EXERCISE DETAILS:
From the first line to the last, return the material exactly.

MATERIAL PROVIDED:
..........

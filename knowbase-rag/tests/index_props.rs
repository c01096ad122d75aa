//! Property tests for exact search ordering, chunk coverage and store pairing.

use knowbase_rag::{
    ChunkId, DocumentMetadata, FixedSizeChunker, PreparedDocument, RagError, SimilarityMetric, StoreState, VectorIndex,
};
use proptest::prelude::*;

const DIM: usize = 8;

fn arb_embedding(dim: usize) -> impl Strategy<Value = Vec<f32>> {
    proptest::collection::vec(-1.0f32..1.0f32, dim)
}

fn arb_metric() -> impl Strategy<Value = SimilarityMetric> {
    prop_oneof![Just(SimilarityMetric::Cosine), Just(SimilarityMetric::InnerProduct)]
}

fn build_index(metric: SimilarityMetric, vectors: &[Vec<f32>], reverse: bool) -> VectorIndex {
    let mut index = VectorIndex::new(DIM, metric);
    let mut entries: Vec<(ChunkId, Vec<f32>)> =
        vectors.iter().enumerate().map(|(i, v)| (ChunkId(i as u64 + 1), v.clone())).collect();
    if reverse {
        entries.reverse();
    }
    for (id, vector) in entries {
        index.insert(id, vector).unwrap();
    }
    index
}

/// Search ranking: results are the true top `k`, ordered by descending score
/// with ties broken by ascending id, regardless of insertion order.
mod prop_search_ordering {
    use super::*;

    proptest! {
        #![proptest_config(ProptestConfig::with_cases(100))]

        #[test]
        fn search_matches_brute_force_ranking(
            vectors in proptest::collection::vec(arb_embedding(DIM), 0..30),
            query in arb_embedding(DIM),
            metric in arb_metric(),
            k in 0usize..40,
        ) {
            let index = build_index(metric, &vectors, false);
            let results = index.search(&query, k).unwrap();

            prop_assert_eq!(results.len(), k.min(vectors.len()));

            let mut expected: Vec<(ChunkId, f32)> =
                index.iter().map(|(id, v)| (id, metric.score(v, &query))).collect();
            expected.sort_by(|a, b| b.1.total_cmp(&a.1).then(a.0.cmp(&b.0)));
            expected.truncate(k);

            let actual: Vec<(ChunkId, f32)> = results.iter().map(|r| (r.id, r.score)).collect();
            prop_assert_eq!(actual, expected);
        }

        #[test]
        fn search_is_independent_of_insertion_order(
            vectors in proptest::collection::vec(arb_embedding(DIM), 1..20),
            query in arb_embedding(DIM),
            k in 1usize..25,
        ) {
            let forward = build_index(SimilarityMetric::Cosine, &vectors, false);
            let backward = build_index(SimilarityMetric::Cosine, &vectors, true);
            prop_assert_eq!(forward.search(&query, k).unwrap(), backward.search(&query, k).unwrap());
            prop_assert_eq!(forward.search(&query, k).unwrap(), forward.search(&query, k).unwrap());
        }

        #[test]
        fn duplicated_vectors_tie_by_ascending_id(
            vector in arb_embedding(DIM),
            copies in 2usize..10,
        ) {
            let vectors = vec![vector.clone(); copies];
            let index = build_index(SimilarityMetric::Cosine, &vectors, true);
            let ids: Vec<u64> = index.search(&vector, copies).unwrap().iter().map(|r| r.id.0).collect();
            prop_assert_eq!(ids, (1..=copies as u64).collect::<Vec<_>>());
        }
    }
}

/// Every stored vector has the index dimension.
mod prop_dimension_invariant {
    use super::*;

    proptest! {
        #[test]
        fn wrong_length_vectors_are_rejected(
            vectors in proptest::collection::vec(arb_embedding(DIM), 0..10),
            bad_len in (0usize..16).prop_filter("must differ from DIM", |n| *n != DIM),
        ) {
            let mut index = build_index(SimilarityMetric::Cosine, &vectors, false);
            let before = index.clone();

            let err = index.insert(ChunkId(1000), vec![0.5; bad_len]).unwrap_err();
            let is_mismatch = matches!(err, RagError::DimensionMismatch { expected: DIM, actual } if actual == bad_len);
            prop_assert!(is_mismatch);
            prop_assert!(index.search(&vec![0.5; bad_len], 3).is_err());
            prop_assert_eq!(index, before);
        }
    }
}

/// Chunk windows never exceed the configured size, overlap by the
/// configured amount, and together cover the whole text.
mod prop_chunk_coverage {
    use super::*;

    proptest! {
        #[test]
        fn windows_cover_text_with_fixed_overlap(
            text in "[a-zé ]{0,300}",
            size in 2usize..60,
            overlap_frac in 0.0f64..0.9,
        ) {
            let overlap = ((size as f64) * overlap_frac) as usize;
            let chunker = FixedSizeChunker::new(size, overlap).unwrap();
            let windows: Vec<_> = chunker.windows(&text).collect();
            let chars: Vec<char> = text.chars().collect();

            prop_assert_eq!(windows.is_empty(), chars.is_empty());
            let mut covered = 0;
            for (i, window) in windows.iter().enumerate() {
                prop_assert_eq!(window.ordinal, i);
                prop_assert_eq!(window.start, i * (size - overlap));
                let len = window.text.chars().count();
                prop_assert!(len <= size);
                let expected: String = chars[window.start..window.start + len].iter().collect();
                prop_assert_eq!(window.text, expected.as_str());
                covered = covered.max(window.start + len);
            }
            prop_assert_eq!(covered, chars.len());
        }
    }
}

/// Ingest and delete keep the index and metadata in one-to-one agreement.
mod prop_store_pairing {
    use super::*;

    #[derive(Debug, Clone)]
    enum Op {
        Ingest { doc: u8, chunks: Vec<Vec<f32>> },
        Delete { doc: u8 },
    }

    fn arb_op() -> impl Strategy<Value = Op> {
        prop_oneof![
            (0u8..5, proptest::collection::vec(arb_embedding(DIM), 0..4))
                .prop_map(|(doc, chunks)| Op::Ingest { doc, chunks }),
            (0u8..5).prop_map(|doc| Op::Delete { doc }),
        ]
    }

    proptest! {
        #[test]
        fn index_and_metadata_stay_paired(ops in proptest::collection::vec(arb_op(), 1..30)) {
            let mut state = StoreState::new(DIM, SimilarityMetric::Cosine);
            let mut highest_issued = 0u64;

            for op in ops {
                let before = state.clone();
                let outcome = match op {
                    Op::Ingest { doc, chunks } => state
                        .apply_ingest(PreparedDocument {
                            document_id: format!("doc-{doc}"),
                            metadata: DocumentMetadata::new(format!("{doc}.txt"), "txt"),
                            text: format!("document {doc}"),
                            chunks: chunks.into_iter().enumerate().map(|(i, v)| (format!("part {i}"), v)).collect(),
                        })
                        .map(|ids| {
                            // Fresh ids are never reused.
                            for id in &ids {
                                assert!(id.0 > highest_issued);
                                highest_issued = id.0;
                            }
                        }),
                    Op::Delete { doc } => state.apply_delete(&format!("doc-{doc}")).map(|_| ()),
                };
                if outcome.is_err() {
                    prop_assert_eq!(&state, &before);
                }

                prop_assert_eq!(state.index().len(), state.metadata().len());
                for (id, _) in state.index().iter() {
                    prop_assert!(state.metadata().get(id).is_ok());
                }
            }
        }
    }
}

..........

REPLY TO THE TASK:
filename knowbase-rag/tests/index_props.rs
repository c01096ad122d75aa
//! Property tests for exact search ordering, chunk coverage and store pairing.

use knowbase_rag::{
    ChunkId, DocumentMetadata, FixedSizeChunker, PreparedDocument, RagError, SimilarityMetric, StoreState, VectorIndex,
};
use proptest::prelude::*;

const DIM: usize = 8;

fn arb_embedding(dim: usize) -> impl Strategy<Value = Vec<f32>> {
    proptest::collection::vec(-1.0f32..1.0f32, dim)
}

fn arb_metric() -> impl Strategy<Value = SimilarityMetric> {
    prop_oneof![Just(SimilarityMetric::Cosine), Just(SimilarityMetric::InnerProduct)]
}

fn build_index(metric: SimilarityMetric, vectors: &[Vec<f32>], reverse: bool) -> VectorIndex {
    let mut index = VectorIndex::new(DIM, metric);
    let mut entries: Vec<(ChunkId, Vec<f32>)> =
        vectors.iter().enumerate().map(|(i, v)| (ChunkId(i as u64 + 1), v.clone())).collect();
    if reverse {
        entries.reverse();
    }
    for (id, vector) in entries {
        index.insert(id, vector).unwrap();
    }
    index
}

/// Search ranking: results are the true top `k`, ordered by descending score
/// with ties broken by ascending id, regardless of insertion order.
mod prop_search_ordering {
    use super::*;

    proptest! {
        #![proptest_config(ProptestConfig::with_cases(100))]

        #[test]
        fn search_matches_brute_force_ranking(
            vectors in proptest::collection::vec(arb_embedding(DIM), 0..30),
            query in arb_embedding(DIM),
            metric in arb_metric(),
            k in 0usize..40,
        ) {
            let index = build_index(metric, &vectors, false);
            let results = index.search(&query, k).unwrap();

            prop_assert_eq!(results.len(), k.min(vectors.len()));

            let mut expected: Vec<(ChunkId, f32)> =
                index.iter().map(|(id, v)| (id, metric.score(v, &query))).collect();
            expected.sort_by(|a, b| b.1.total_cmp(&a.1).then(a.0.cmp(&b.0)));
            expected.truncate(k);

            let actual: Vec<(ChunkId, f32)> = results.iter().map(|r| (r.id, r.score)).collect();
            prop_assert_eq!(actual, expected);
        }

        #[test]
        fn search_is_independent_of_insertion_order(
            vectors in proptest::collection::vec(arb_embedding(DIM), 1..20),
            query in arb_embedding(DIM),
            k in 1usize..25,
        ) {
            let forward = build_index(SimilarityMetric::Cosine, &vectors, false);
            let backward = build_index(SimilarityMetric::Cosine, &vectors, true);
            prop_assert_eq!(forward.search(&query, k).unwrap(), backward.search(&query, k).unwrap());
            prop_assert_eq!(forward.search(&query, k).unwrap(), forward.search(&query, k).unwrap());
        }

        #[test]
        fn duplicated_vectors_tie_by_ascending_id(
            vector in arb_embedding(DIM),
            copies in 2usize..10,
        ) {
            let vectors = vec![vector.clone(); copies];
            let index = build_index(SimilarityMetric::Cosine, &vectors, true);
            let ids: Vec<u64> = index.search(&vector, copies).unwrap().iter().map(|r| r.id.0).collect();
            prop_assert_eq!(ids, (1..=copies as u64).collect::<Vec<_>>());
        }
    }
}

/// Every stored vector has the index dimension.
mod prop_dimension_invariant {
    use super::*;

    proptest! {
        #[test]
        fn wrong_length_vectors_are_rejected(
            vectors in proptest::collection::vec(arb_embedding(DIM), 0..10),
            bad_len in (0usize..16).prop_filter("must differ from DIM", |n| *n != DIM),
        ) {
            let mut index = build_index(SimilarityMetric::Cosine, &vectors, false);
            let before = index.clone();

            let err = index.insert(ChunkId(1000), vec![0.5; bad_len]).unwrap_err();
            let is_mismatch = matches!(err, RagError::DimensionMismatch { expected: DIM, actual } if actual == bad_len);
            prop_assert!(is_mismatch);
            prop_assert!(index.search(&vec![0.5; bad_len], 3).is_err());
            prop_assert_eq!(index, before);
        }
    }
}

/// Chunk windows never exceed the configured size, overlap by the
/// configured amount, and together cover the whole text.
mod prop_chunk_coverage {
    use super::*;

    proptest! {
        #[test]
        fn windows_cover_text_with_fixed_overlap(
            text in "[a-zé ]{0,300}",
            size in 2usize..60,
            overlap_frac in 0.0f64..0.9,
        ) {
            let overlap = ((size as f64) * overlap_frac) as usize;
            let chunker = FixedSizeChunker::new(size, overlap).unwrap();
            let windows: Vec<_> = chunker.windows(&text).collect();
            let chars: Vec<char> = text.chars().collect();

            prop_assert_eq!(windows.is_empty(), chars.is_empty());
            let mut covered = 0;
            for (i, window) in windows.iter().enumerate() {
                prop_assert_eq!(window.ordinal, i);
                prop_assert_eq!(window.start, i * (size - overlap));
                let len = window.text.chars().count();
                prop_assert!(len <= size);
                let expected: String = chars[window.start..window.start + len].iter().collect();
                prop_assert_eq!(window.text, expected.as_str());
                covered = covered.max(window.start + len);
            }
            prop_assert_eq!(covered, chars.len());
        }
    }
}

/// Ingest and delete keep the index and metadata in one-to-one agreement.
mod prop_store_pairing {
    use super::*;

    #[derive(Debug, Clone)]
    enum Op {
        Ingest { doc: u8, chunks: Vec<Vec<f32>> },
        Delete { doc: u8 },
    }

    fn arb_op() -> impl Strategy<Value = Op> {
        prop_oneof![
            (0u8..5, proptest::collection::vec(arb_embedding(DIM), 0..4))
                .prop_map(|(doc, chunks)| Op::Ingest { doc, chunks }),
            (0u8..5).prop_map(|doc| Op::Delete { doc }),
        ]
    }

    proptest! {
        #[test]
        fn index_and_metadata_stay_paired(ops in proptest::collection::vec(arb_op(), 1..30)) {
            let mut state = StoreState::new(DIM, SimilarityMetric::Cosine);
            let mut highest_issued = 0u64;

            for op in ops {
                let before = state.clone();
                let outcome = match op {
                    Op::Ingest { doc, chunks } => state
                        .apply_ingest(PreparedDocument {
                            document_id: format!("doc-{doc}"),
                            metadata: DocumentMetadata::new(format!("{doc}.txt"), "txt"),
                            text: format!("document {doc}"),
                            chunks: chunks.into_iter().enumerate().map(|(i, v)| (format!("part {i}"), v)).collect(),
                        })
                        .map(|ids| {
                            // Fresh ids are never reused.
                            for id in &ids {
                                assert!(id.0 > highest_issued);
                                highest_issued = id.0;
                            }
                        }),
                    Op::Delete { doc } => state.apply_delete(&format!("doc-{doc}")).map(|_| ()),
                };
                if outcome.is_err() {
                    prop_assert_eq!(&state, &before);
                }

                prop_assert_eq!(state.index().len(), state.metadata().len());
                for (id, _) in state.index().iter() {
                    prop_assert!(state.metadata().get(id).is_ok());
                }
            }
        }
    }
}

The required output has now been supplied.